And the thing about the bummer news and the constant onslaught of releases is that I don’t want a break from games. Sure, I wish I had more time to read and workout, but I’ve already cut out television and it takes me four days to watch a movie now.
So for me, what I need more than anything right now is a game that can wipe everything else from my mind. And by some miracle, publisher Devolver Digital and developers Gabe Cuzzillo, Bennett Foddy, and Matt Boch released Ape Out today.
Ape Out is a good video game
Ape Out is exactly the kind of game that I need right now. It has you playing as a gorilla trying to escape from various scenarios. The top-down action features some heavily stylized art and an intense jazz score with dynamic percussion that changes depending on how you play.
It’s fun, simple, and light. It puts you immediately into the action where you are crushing guards and throwing them into each other. The abstract aesthetic enables the developers to drench the levels in blood. These mercenaries are waiting for you to pop them until they burst into a red, wet puddle. It is some deeply satisfying violence.
Ape Out only uses two buttons. You can grab or you can smash. It is a smash-and-grab simulator. And as someone who isn’t sleeping much, it’s great to play something that rewards action over thinking. In most situations, I have a better chance of surviving if I play decisively. And that’s about all I’m capable of these days.

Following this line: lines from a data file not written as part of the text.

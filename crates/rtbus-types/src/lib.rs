//! `rtbus-types` – shared vocabulary of the real-time bus.
//!
//! Every other crate in the workspace speaks in these types: timestamps and
//! message ids, real-time classes, publish/retrieve policies, QoS contracts,
//! the [`BusError`] status taxonomy, the serde-backed [`BusConfig`] and the
//! profiling snapshots reported by topics, subscribers and services.

use schemars::JsonSchema;
use serde::{Deserialize, Serialize};
use std::fmt;
use std::ops::Add;
use std::time::Duration;
use thiserror::Error;

// ────────────────────────────────────────────────────────────────────────────
// Time
// ────────────────────────────────────────────────────────────────────────────

/// Absolute point in time with microsecond resolution.
///
/// The epoch is defined by the clock that produced the value; timestamps from
/// different clocks must not be compared.
#[derive(
    Debug, Clone, Copy, Default, PartialEq, Eq, PartialOrd, Ord, Hash, Serialize, Deserialize,
)]
pub struct Timestamp(u64);

impl Timestamp {
    /// The clock epoch.
    pub const ZERO: Self = Self(0);

    pub const fn from_micros(micros: u64) -> Self {
        Self(micros)
    }

    pub const fn from_millis(millis: u64) -> Self {
        Self(millis.saturating_mul(1_000))
    }

    pub const fn as_micros(self) -> u64 {
        self.0
    }

    /// Time elapsed from `earlier` to `self`, or zero if `earlier` is later.
    pub fn saturating_duration_since(self, earlier: Timestamp) -> Duration {
        Duration::from_micros(self.0.saturating_sub(earlier.0))
    }

    /// Add `delay`, clamping at the end of the representable range.
    pub fn saturating_add(self, delay: Duration) -> Self {
        let micros = u64::try_from(delay.as_micros()).unwrap_or(u64::MAX);
        Self(self.0.saturating_add(micros))
    }
}

impl Add<Duration> for Timestamp {
    type Output = Timestamp;

    fn add(self, rhs: Duration) -> Self::Output {
        self.saturating_add(rhs)
    }
}

impl fmt::Display for Timestamp {
    fn fmt(&self, f: &mut fmt::Formatter<'_>) -> fmt::Result {
        write!(f, "{}us", self.0)
    }
}

// ────────────────────────────────────────────────────────────────────────────
// Identifiers
// ────────────────────────────────────────────────────────────────────────────

/// Sequence number of a published message.
///
/// `0` is reserved as [`MessageId::INVALID`] and marks slots that never held a
/// message.  [`MessageId::next`] skips it on wraparound.
#[derive(
    Debug, Clone, Copy, Default, PartialEq, Eq, PartialOrd, Ord, Hash, Serialize, Deserialize,
)]
pub struct MessageId(u64);

impl MessageId {
    pub const INVALID: Self = Self(0);

    pub const fn new(raw: u64) -> Self {
        Self(raw)
    }

    pub const fn get(self) -> u64 {
        self.0
    }

    pub const fn is_valid(self) -> bool {
        self.0 != 0
    }

    /// The id following `self`, never [`MessageId::INVALID`].
    pub const fn next(self) -> Self {
        match self.0.wrapping_add(1) {
            0 => Self(1),
            n => Self(n),
        }
    }
}

impl fmt::Display for MessageId {
    fn fmt(&self, f: &mut fmt::Formatter<'_>) -> fmt::Result {
        write!(f, "#{}", self.0)
    }
}

/// Numeric topic identifier.
pub type TopicId = u32;

/// Numeric service identifier.
pub type ServiceId = u32;

/// Bit set selecting which events a thread waits for.
pub type EventMask = u32;

/// Payload flags attached to a broadcast event.
pub type EventFlags = u32;

// ────────────────────────────────────────────────────────────────────────────
// Real-time classes and policies
// ────────────────────────────────────────────────────────────────────────────

/// Timing contract class of a subscriber or request.
#[derive(Debug, Clone, Copy, PartialEq, Eq, Hash, Serialize, Deserialize, JsonSchema)]
#[serde(rename_all = "lowercase")]
pub enum RtClass {
    /// Hard real-time: a violated contract is fatal unless a recovery handler
    /// is registered.
    Hrt,
    /// Firm real-time: late results are worthless and reported as violations.
    Frt,
    /// Soft real-time: late results lose usefulness gradually.
    Srt,
    /// Non real-time: best effort.
    Nrt,
}

impl fmt::Display for RtClass {
    fn fmt(&self, f: &mut fmt::Formatter<'_>) -> fmt::Result {
        match self {
            RtClass::Hrt => write!(f, "hrt"),
            RtClass::Frt => write!(f, "frt"),
            RtClass::Srt => write!(f, "srt"),
            RtClass::Nrt => write!(f, "nrt"),
        }
    }
}

/// How a publisher treats contention and pending mandatory consumers.
#[derive(Debug, Clone, Copy, Default, PartialEq, Eq, Serialize, Deserialize, JsonSchema)]
#[serde(rename_all = "lowercase")]
pub enum PublishPolicy {
    /// Only try the topic lock; never wait.
    Lazy,
    /// Take the lock and, if a timeout is given, wait for the next slot to be
    /// released by its hard real-time consumers.
    #[default]
    Blocking,
    /// Take the lock and overwrite the next slot unconditionally.
    Enforcing,
}

/// How a caller retrieves the answer of a request.
#[derive(Debug, Clone, Copy, Default, PartialEq, Eq, Serialize, Deserialize, JsonSchema)]
#[serde(rename_all = "lowercase")]
pub enum RetrievePolicy {
    /// Only try the request lock.
    Lazy,
    /// Take the request lock; fail if a service still owns the request.
    #[default]
    Blocking,
    /// Take the request lock and detach the request from its service if it
    /// has not been answered yet.
    Enforcing,
}

/// Ordering of the messages in a topic's ring.
#[derive(Debug, Clone, Copy, Default, PartialEq, Eq, Serialize, Deserialize, JsonSchema)]
#[serde(rename_all = "lowercase")]
pub enum MessageOrder {
    /// Messages are ordered by the time they were published.
    #[default]
    PubTime,
    /// Messages are ordered by the timestamp of the information they carry.
    MsgTime,
}

/// Outcome of a synchronisation call that did not fail.
#[derive(Debug, Clone, Copy, PartialEq, Eq, Serialize, Deserialize)]
pub enum SyncStatus {
    /// The barrier completed.
    Synced,
    /// The barrier is still waiting for other participants.
    Pending,
}

/// State of an external synchronisation gate.
#[derive(Debug, Clone, Copy, Default, PartialEq, Eq, Serialize, Deserialize)]
pub enum SyncState {
    #[default]
    Idle,
    Pending,
    Failed,
}

/// Phase passed to an external synchronisation handler.
#[derive(Debug, Clone, Copy, PartialEq, Eq, Serialize, Deserialize)]
pub enum SyncStage {
    /// Kick off the external synchronisation. Must not complete it.
    Initial,
    /// Complete the synchronisation now or report it as pending.
    Final,
}

// ────────────────────────────────────────────────────────────────────────────
// QoS contract
// ────────────────────────────────────────────────────────────────────────────

/// Timing contract declared by a hard real-time subscriber.
///
/// Every field is optional; `None` disables the corresponding check.
///
/// ```
/// use std::time::Duration;
/// use rtbus_types::QosContract;
///
/// let qos = QosContract::default()
///     .with_deadline(Duration::from_millis(100))
///     .with_rate(Duration::from_millis(20));
/// assert_eq!(qos.jitter, None);
/// ```
#[derive(Debug, Clone, Copy, Default, PartialEq, Eq)]
pub struct QosContract {
    /// Maximum latency between the message timestamp and its consumption.
    pub deadline: Option<Duration>,
    /// Maximum spread between the smallest and largest observed latency.
    pub jitter: Option<Duration>,
    /// Maximum interval between two consecutive pieces of information.
    pub rate: Option<Duration>,
}

impl QosContract {
    pub fn with_deadline(mut self, deadline: Duration) -> Self {
        self.deadline = Some(deadline);
        self
    }

    pub fn with_jitter(mut self, jitter: Duration) -> Self {
        self.jitter = Some(jitter);
        self
    }

    pub fn with_rate(mut self, rate: Duration) -> Self {
        self.rate = Some(rate);
        self
    }
}

// ────────────────────────────────────────────────────────────────────────────
// Errors
// ────────────────────────────────────────────────────────────────────────────

/// Every non-OK status the bus can report.
#[derive(Error, Debug, Clone, PartialEq, Eq, Serialize, Deserialize)]
pub enum BusError {
    #[error("deadline violation")]
    DeadlineViolation,

    #[error("jitter violation")]
    JitterViolation,

    #[error("rate violation")]
    RateViolation,

    #[error("external synchronisation failed")]
    SyncError,

    #[error("node is not a member of a sync group")]
    NotJoined,

    #[error("publish failed: topic is locked by another publisher")]
    PublishLocked,

    #[error("publish failed: next message is still pending for hard real-time consumers")]
    PublishBlocked,

    #[error("publish failed: timed out waiting for the next message to be released")]
    PublishTimeout,

    #[error("publish failed: information is older than the oldest buffered message")]
    PublishObsolete,

    #[error("no new message to fetch")]
    FetchNoMessage,

    #[error("request is owned by another service")]
    RequestBadOwner,

    #[error("request is locked")]
    RequestLocked,

    #[error("request is awaiting retrieval")]
    RequestPending,

    #[error("request was resubmitted after dispatch")]
    RequestObsolete,

    #[error("payload of {size} bytes exceeds capacity of {capacity} bytes")]
    PayloadTooLarge { size: usize, capacity: usize },

    #[error("invalid configuration: {0}")]
    InvalidConfig(String),
}

impl BusError {
    /// `true` for deadline, jitter and rate violations.
    pub fn is_timing_violation(&self) -> bool {
        matches!(
            self,
            BusError::DeadlineViolation | BusError::JitterViolation | BusError::RateViolation
        )
    }
}

/// Result alias used throughout the bus.
pub type BusResult<T> = Result<T, BusError>;

// ────────────────────────────────────────────────────────────────────────────
// Configuration
// ────────────────────────────────────────────────────────────────────────────

fn enabled() -> bool {
    true
}

/// Publish/subscribe QoS checks.
#[derive(Debug, Clone, PartialEq, Eq, Serialize, Deserialize, JsonSchema)]
pub struct PubSubQos {
    #[serde(default = "enabled")]
    pub deadline: bool,
    #[serde(default = "enabled")]
    pub jitter: bool,
    #[serde(default = "enabled")]
    pub rate: bool,
}

impl Default for PubSubQos {
    fn default() -> Self {
        Self {
            deadline: true,
            jitter: true,
            rate: true,
        }
    }
}

/// RPC QoS checks.
#[derive(Debug, Clone, PartialEq, Eq, Serialize, Deserialize, JsonSchema)]
pub struct RpcQos {
    #[serde(default = "enabled")]
    pub deadline: bool,
    #[serde(default = "enabled")]
    pub jitter: bool,
}

impl Default for RpcQos {
    fn default() -> Self {
        Self {
            deadline: true,
            jitter: true,
        }
    }
}

/// Build-time options of the bus, loaded at runtime.
#[derive(Debug, Clone, Default, PartialEq, Eq, Serialize, Deserialize, JsonSchema)]
pub struct BusConfig {
    /// Ordering of every topic's message ring.
    #[serde(default)]
    pub message_order: MessageOrder,

    /// Which publish/subscribe timing checks are armed.
    #[serde(default)]
    pub pubsub_qos: PubSubQos,

    /// Which RPC timing checks are armed.
    #[serde(default)]
    pub rpc_qos: RpcQos,

    /// Default time a blocking publish waits for a slot to be released,
    /// in wall-clock time.  Absent means blocking publishes fail immediately.
    #[serde(default, skip_serializing_if = "Option::is_none")]
    pub publish_timeout_ms: Option<u64>,
}

impl BusConfig {
    pub fn publish_timeout(&self) -> Option<Duration> {
        self.publish_timeout_ms.map(Duration::from_millis)
    }
}

// ────────────────────────────────────────────────────────────────────────────
// Profiling snapshots
// ────────────────────────────────────────────────────────────────────────────

/// Aggregated latency samples.
#[derive(Debug, Clone, Default, PartialEq, Eq, Serialize, Deserialize)]
pub struct LatencyStats {
    pub samples: u64,
    pub sum_us: u64,
    pub min_us: Option<u64>,
    pub max_us: Option<u64>,
}

impl LatencyStats {
    pub fn record(&mut self, latency: Duration) {
        let us = u64::try_from(latency.as_micros()).unwrap_or(u64::MAX);
        self.samples += 1;
        self.sum_us = self.sum_us.saturating_add(us);
        self.min_us = Some(self.min_us.map_or(us, |m| m.min(us)));
        self.max_us = Some(self.max_us.map_or(us, |m| m.max(us)));
    }

    pub fn mean_us(&self) -> Option<u64> {
        (self.samples > 0).then(|| self.sum_us / self.samples)
    }
}

/// Snapshot of a topic's counters.
#[derive(Debug, Clone, Default, PartialEq, Eq, Serialize, Deserialize)]
pub struct TopicStats {
    pub id: TopicId,
    pub capacity: usize,
    pub subscribers: usize,
    pub hrt_subscribers: usize,
    pub published: u64,
    pub discarded: u64,
    /// How often each slot has been written, in arena order.
    pub utilizations: Vec<u64>,
}

/// Snapshot of a publisher's counters.
#[derive(Debug, Clone, Default, PartialEq, Eq, Serialize, Deserialize)]
pub struct PublisherStats {
    pub attempts: u64,
    pub fails: u64,
}

/// Snapshot of a subscriber's counters.
#[derive(Debug, Clone, PartialEq, Eq, Serialize, Deserialize)]
pub struct SubscriberStats {
    pub class: RtClass,
    pub received: u64,
    pub latency: LatencyStats,
}

/// Number of queued requests per class.
#[derive(Debug, Clone, Copy, Default, PartialEq, Eq, Serialize, Deserialize)]
pub struct QueueLength {
    pub total: usize,
    pub hrt: usize,
    pub fsrt: usize,
    pub nrt: usize,
}

/// Snapshot of a service's counters.
#[derive(Debug, Clone, Default, PartialEq, Eq, Serialize, Deserialize)]
pub struct ServiceStats {
    pub id: ServiceId,
    pub calls: u64,
    pub ownership_lost: u64,
    pub queue: QueueLength,
}

/// Snapshot of a request's counters.
#[derive(Debug, Clone, PartialEq, Eq, Serialize, Deserialize)]
pub struct RequestStats {
    pub class: RtClass,
    pub calls: u64,
    pub fails: u64,
    pub latency: LatencyStats,
}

And then I’m pretty confident in playing games from Devolver Digital and Bennett Foddy (I’m unfamiliar with Cuzzillo and Boch). Devolver hasn’t laid off 800 people after a record fiscal quarter. Foddy doesn’t have a culture of mistreating women. And they’re not going to post about “lolis” and “alien prostitutes” on 8Chan.
Ape Out is the kind of game where I can feel good about turning off my brain to play it. That’s what makes it so refreshing right now. And it’s why I’m going to go buy the Switch version even though I’ve already played the PC version for a couple hours.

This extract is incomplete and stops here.